From the entries below, please output exactly the lines starting at the one containing "fn children_map(parents: &[Option<usize>])" and ending at the one containing "out.push(c.id);", both included.

################

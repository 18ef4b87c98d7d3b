use domain::{top_level, Category, Comment, CommentThread, EntityId};
use proptest::prelude::*;
use std::collections::{BTreeSet, HashMap};

/// `parents[i]` is the parent index of node `i + 1` (always smaller), or
/// `None` for a root. Node 0 is always a root.
fn forest() -> impl Strategy<Value = Vec<Option<usize>>> {
    (1usize..40).prop_flat_map(|n| {
        (1..n)
            .map(|i| proptest::option::of(0..i))
            .collect::<Vec<_>>()
    })
}

fn children_map(parents: &[Option<usize>]) -> HashMap<usize, Vec<usize>> {
    let mut map: HashMap<usize, Vec<usize>> = HashMap::new();
    for (i, parent) in parents.iter().enumerate() {
        if let Some(p) = parent {
            map.entry(*p).or_default().push(i + 1);
        }
    }
    map
}

fn build_comment(idx: usize, map: &HashMap<usize, Vec<usize>>) -> Comment {
    let children = map
        .get(&idx)
        .map(|kids| kids.iter().map(|k| build_comment(*k, map)).collect())
        .unwrap_or_default();
    Comment::new(idx as EntityId + 1, "x").with_children(children)
}

fn reachable(c: &Comment, out: &mut Vec<EntityId>) {
    out.push(c.id);
    for child in &c.children {
        reachable(child, out);
    }
}

fn build_category(idx: usize, map: &HashMap<usize, Vec<usize>>) -> Category {
    Category {
        id: idx as EntityId + 1,
        children: map
            .get(&idx)
            .map(|kids| kids.iter().map(|k| build_category(*k, map)).collect())
            .unwrap_or_default(),
        ..Category::default()
    }
}

proptest! {
    #[test]
    fn top_level_plus_children_cover_every_comment(parents in forest()) {
        let map = children_map(&parents);
        let flat: Vec<Comment> = (0..=parents.len()).map(|i| build_comment(i, &map)).collect();

        let mut seen = Vec::new();
        for root in top_level(&flat) {
            reachable(root, &mut seen);
        }

        let unique: BTreeSet<EntityId> = seen.iter().copied().collect();
        let all: BTreeSet<EntityId> = flat.iter().map(|c| c.id).collect();
        prop_assert_eq!(unique.len(), seen.len(), "a comment was rendered twice");
        prop_assert_eq!(unique, all);
    }

    #[test]
    fn rendered_thread_has_one_node_per_comment(parents in forest()) {
        let map = children_map(&parents);
        let flat: Vec<Comment> = (0..=parents.len()).map(|i| build_comment(i, &map)).collect();
        let thread = CommentThread::new(flat);

        fn count(nodes: &[domain::CommentNode]) -> usize {
            nodes.iter().map(|n| 1 + count(n.replies())).sum()
        }
        prop_assert_eq!(count(&thread.render()), thread.len());
    }

    #[test]
    fn descendant_ids_match_subtree(parents in forest(), pick in any::<prop::sample::Index>()) {
        let map = children_map(&parents);
        let root_idx = pick.index(parents.len() + 1);
        let root = build_category(root_idx, &map);

        let mut expected = BTreeSet::new();
        let mut stack = vec![root_idx];
        while let Some(i) = stack.pop() {
            expected.insert(i as EntityId + 1);
            if let Some(kids) = map.get(&i) {
                stack.extend(kids.iter().copied());
            }
        }

        let ids = root.descendant_ids();
        let unique: BTreeSet<EntityId> = ids.iter().copied().collect();
        prop_assert_eq!(unique.len(), ids.len());
        prop_assert_eq!(ids[0], root.id);
        prop_assert_eq!(unique, expected);
    }
}

#[test]
fn small_worked_examples() {
    let comments: Vec<Comment> = serde_json::from_value(serde_json::json!([
        { "id": 1, "children": [{ "id": 2, "children": [] }] },
        { "id": 2, "children": [] }
    ]))
    .unwrap();
    let ids: Vec<EntityId> = top_level(&comments).iter().map(|c| c.id).collect();
    assert_eq!(ids, vec![1]);

    let category: Category = serde_json::from_value(serde_json::json!({
        "id": 1,
        "children": [
            { "id": 2, "children": [] },
            { "id": 3, "children": [{ "id": 4, "children": [] }] }
        ]
    }))
    .unwrap();
    let ids: BTreeSet<EntityId> = category.descendant_ids().into_iter().collect();
    assert_eq!(ids, BTreeSet::from([1, 2, 3, 4]));
}
use axum::{
    extract::rejection::JsonRejection,
    http::StatusCode,
    response::{IntoResponse, Response},
    Json,
};
use cms::CmsError;
use domain::DomainError;
use thiserror::Error;
use tracing::{error, warn};

/// Every handler failure ends here and leaves as `{ "message": ... }`.
#[derive(Debug, Error)]
pub enum ApiError {
    #[error("{0}")]
    BadRequest(String),

    #[error("{0}")]
    Unauthorized(String),

    #[error("{0}")]
    NotFound(String),

    #[error("{0}")]
    PayloadTooLarge(String),

    /// The CMS failed; `message` is what the user sees, `source` is logged.
    #[error("{message}")]
    Upstream {
        message: String,
        #[source]
        source: CmsError,
    },
}

impl ApiError {
    pub fn upstream(message: impl Into<String>, source: CmsError) -> Self {
        ApiError::Upstream {
            message: message.into(),
            source,
        }
    }

    /// Like `upstream`, but a CMS error message wins over `fallback`.
    pub fn relay(fallback: &str, source: CmsError) -> Self {
        let message = source
            .upstream_message()
            .unwrap_or_else(|| fallback.to_string());
        ApiError::Upstream { message, source }
    }

    pub fn status(&self) -> StatusCode {
        match self {
            ApiError::BadRequest(_) => StatusCode::BAD_REQUEST,
            ApiError::Unauthorized(_) => StatusCode::UNAUTHORIZED,
            ApiError::NotFound(_) => StatusCode::NOT_FOUND,
            ApiError::PayloadTooLarge(_) => StatusCode::PAYLOAD_TOO_LARGE,
            ApiError::Upstream { .. } => StatusCode::INTERNAL_SERVER_ERROR,
        }
    }
}

impl From<DomainError> for ApiError {
    fn from(e: DomainError) -> Self {
        ApiError::BadRequest(e.to_string())
    }
}

impl From<JsonRejection> for ApiError {
    fn from(e: JsonRejection) -> Self {
        ApiError::BadRequest(e.body_text())
    }
}

impl IntoResponse for ApiError {
    fn into_response(self) -> Response {
        match &self {
            ApiError::Upstream { message, source } => {
                error!("{}: {}", message, source);
            }
            other => warn!("Request rejected ({}): {}", other.status(), other),
        }

        let status = self.status();
        (status, Json(serde_json::json!({ "message": self.to_string() }))).into_response()
    }
}
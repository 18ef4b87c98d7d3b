use crate::{Cms, CmsError, MaybeWrapped};
use domain::{Comment, CommentDraft, Relation, ReportDraft};
use serde::Serialize;
use serde_json::json;
use tracing::info;

#[derive(Serialize)]
#[serde(rename_all = "camelCase")]
struct NewComment<'a> {
    content: &'a str,
    #[serde(skip_serializing_if = "Option::is_none")]
    thread_of: Option<u64>,
}

impl Cms {
    /// Never cached: a thread must reflect posts made a moment ago.
    pub async fn list_comments(&self, relation: &Relation) -> Result<Vec<Comment>, CmsError> {
        let url = self.url(&format!("comments/{}", relation));
        let json = self.send(self.get(&url, None), &url).await?;
        let list: MaybeWrapped<Vec<Comment>> = crate::decode(&url, json)?;
        Ok(list.into_inner())
    }

    /// Posts as the user owning `jwt`. A draft with a parent becomes a reply.
    pub async fn post_comment(
        &self,
        jwt: &str,
        relation: &Relation,
        draft: &CommentDraft,
    ) -> Result<Comment, CmsError> {
        let url = self.url(&format!("comments/{}", relation));
        let body = NewComment {
            content: &draft.content,
            thread_of: draft.parent_id,
        };
        let json = self
            .send(self.post(&url, Some(jwt)).json(&body), &url)
            .await?;
        let created: MaybeWrapped<Comment> = crate::decode(&url, json)?;
        let created = created.into_inner();
        info!(
            "Comment {} posted on {} (reply to {:?})",
            created.id, relation, draft.parent_id
        );
        Ok(created)
    }

    pub async fn report_comment(
        &self,
        jwt: Option<&str>,
        report: &ReportDraft,
    ) -> Result<(), CmsError> {
        let url = self.url(&format!("comments-reports/report/{}", report.comment_id));
        self.send(
            self.post(&url, jwt).json(&json!({ "content": report.reason })),
            &url,
        )
        .await?;
        Ok(())
    }
}
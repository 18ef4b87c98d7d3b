pub mod auth;
pub mod comments;
pub mod content;
use crate::error::DomainError;
use crate::models::{Comment, EntityId};
use chrono::{DateTime, Utc};
use serde::{Deserialize, Serialize};
use std::collections::HashSet;

pub const REMOVED_PLACEHOLDER: &str = "This comment has been removed by a moderator.";
pub const ANONYMOUS: &str = "Anonymous";

/// Comments that are nobody's child within `comments`, in input order.
pub fn top_level(comments: &[Comment]) -> Vec<&Comment> {
    let child_ids: HashSet<EntityId> = comments
        .iter()
        .flat_map(|c| c.children.iter().map(|child| child.id))
        .collect();

    comments
        .iter()
        .filter(|c| !child_ids.contains(&c.id))
        .collect()
}

/// What a reader sees for one comment.
#[derive(Debug, Clone, PartialEq, Serialize, Deserialize)]
#[serde(tag = "state", rename_all = "lowercase")]
pub enum CommentNode {
    #[serde(rename_all = "camelCase")]
    Visible {
        id: EntityId,
        author_name: String,
        avatar_url: Option<String>,
        content: String,
        created_at: Option<DateTime<Utc>>,
        replies: Vec<CommentNode>,
    },
    /// Moderated. `blocked` keeps the replies, `blockedThread` drops them.
    Removed {
        id: EntityId,
        placeholder: String,
        replies: Vec<CommentNode>,
    },
}

impl CommentNode {
    pub fn render(comment: &Comment) -> Self {
        if comment.blocked_thread {
            return CommentNode::Removed {
                id: comment.id,
                placeholder: REMOVED_PLACEHOLDER.to_string(),
                replies: Vec::new(),
            };
        }

        let replies = comment.children.iter().map(CommentNode::render).collect();

        if comment.blocked {
            return CommentNode::Removed {
                id: comment.id,
                placeholder: REMOVED_PLACEHOLDER.to_string(),
                replies,
            };
        }

        let author = comment.author.as_ref();
        CommentNode::Visible {
            id: comment.id,
            author_name: author
                .and_then(|a| a.name.clone())
                .filter(|n| !n.is_empty())
                .unwrap_or_else(|| ANONYMOUS.to_string()),
            avatar_url: author.and_then(|a| a.avatar.as_ref()).map(|m| m.url.clone()),
            content: comment.content.clone(),
            created_at: comment.created_at,
            replies,
        }
    }

    pub fn id(&self) -> EntityId {
        match self {
            CommentNode::Visible { id, .. } | CommentNode::Removed { id, .. } => *id,
        }
    }

    pub fn replies(&self) -> &[CommentNode] {
        match self {
            CommentNode::Visible { replies, .. } | CommentNode::Removed { replies, .. } => replies,
        }
    }
}

/// In-memory comment state for one article: the plugin's flat list plus the
/// merge operations applied after a successful post.
#[derive(Debug, Clone, Default, PartialEq)]
pub struct CommentThread {
    comments: Vec<Comment>,
}

impl CommentThread {
    pub fn new(comments: Vec<Comment>) -> Self {
        Self { comments }
    }

    pub fn comments(&self) -> &[Comment] {
        &self.comments
    }

    /// Every comment in the flat list, replies included.
    pub fn len(&self) -> usize {
        self.comments.len()
    }

    pub fn is_empty(&self) -> bool {
        self.comments.is_empty()
    }

    pub fn top_level(&self) -> Vec<&Comment> {
        top_level(&self.comments)
    }

    /// A freshly created top-level comment goes first.
    pub fn insert_new(&mut self, comment: Comment) {
        self.comments.insert(0, comment);
    }

    /// Attaches `reply` under every copy of the parent, top-level entry or
    /// nested child, and records it in the flat list.
    pub fn append_reply(&mut self, parent_id: EntityId, reply: Comment) -> Result<(), DomainError> {
        let mut found = false;
        for comment in &mut self.comments {
            found |= attach(comment, parent_id, &reply);
        }
        if !found {
            return Err(DomainError::UnknownParent(parent_id));
        }
        self.comments.push(reply);
        Ok(())
    }

    pub fn render(&self) -> Vec<CommentNode> {
        self.top_level()
            .into_iter()
            .map(CommentNode::render)
            .collect()
    }
}

fn attach(node: &mut Comment, parent_id: EntityId, reply: &Comment) -> bool {
    let mut found = false;
    for child in &mut node.children {
        found |= attach(child, parent_id, reply);
    }
    if node.id == parent_id && !node.children.iter().any(|c| c.id == reply.id) {
        node.children.push(reply.clone());
        found = true;
    }
    found || node.id == parent_id
}
use anyhow::Context;
use dotenvy::dotenv;
use tracing::info;
use tracing_subscriber::EnvFilter;

use cms::Cms;
use server::config::Settings;
use server::http::router::build_router;
use server::session::CookiePolicy;
use server::state::AppState;

#[tokio::main]
async fn main() -> anyhow::Result<()> {
    dotenv().ok();
    tracing_subscriber::fmt()
        .with_env_filter(
            EnvFilter::try_from_default_env().unwrap_or_else(|_| EnvFilter::new("info")),
        )
        .init();

    let settings = Settings::new().context("Failed to load configuration")?;

    let cms = Cms::new(settings.cms.to_config()).context("Failed to build CMS client")?;
    info!(
        "Using CMS at {} (revalidate {}s)",
        cms.base_url(),
        settings.cms.revalidate_secs
    );

    let state = AppState {
        cms,
        cookies: CookiePolicy {
            secure: settings.session.secure_cookie,
        },
    };

    let app = build_router(state, &settings.server.cors_origins);

    let addr = format!("{}:{}", settings.server.host, settings.server.port);
    info!("Server listening on {}", addr);

    let listener = tokio::net::TcpListener::bind(&addr)
        .await
        .with_context(|| format!("Failed to bind to address: {}", addr))?;

    axum::serve(listener, app)
        .with_graceful_shutdown(shutdown_signal())
        .await?;

    Ok(())
}

async fn shutdown_signal() {
    let ctrl_c = async {
        if let Err(e) = tokio::signal::ctrl_c().await {
            tracing::error!("Failed to install Ctrl+C handler: {}", e);
            std::future::pending::<()>().await;
        }
    };

    #[cfg(unix)]
    let terminate = async {
        match tokio::signal::unix::signal(tokio::signal::unix::SignalKind::terminate()) {
            Ok(mut sig) => {
                sig.recv().await;
            }
            Err(e) => {
                tracing::error!("Failed to install SIGTERM handler: {}", e);
                std::future::pending::<()>().await;
            }
        }
    };

    #[cfg(not(unix))]
    let terminate = std::future::pending::<()>();

    tokio::select! {
        _ = ctrl_c => {
            info!("Received Ctrl+C, shutting down gracefully...");
        },
        _ = terminate => {
            info!("Received SIGTERM, shutting down gracefully...");
        },
    }
}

################

Exercise output
fn children_map(parents: &[Option<usize>]) -> HashMap<usize, Vec<usize>> {
    let mut map: HashMap<usize, Vec<usize>> = HashMap::new();
    for (i, parent) in parents.iter().enumerate() {
        if let Some(p) = parent {
            map.entry(*p).or_default().push(i + 1);
        }
    }
    map
}

fn build_comment(idx: usize, map: &HashMap<usize, Vec<usize>>) -> Comment {
    let children = map
        .get(&idx)
        .map(|kids| kids.iter().map(|k| build_comment(*k, map)).collect())
        .unwrap_or_default();
    Comment::new(idx as EntityId + 1, "x").with_children(children)
}

fn reachable(c: &Comment, out: &mut Vec<EntityId>) {
    out.push(c.id);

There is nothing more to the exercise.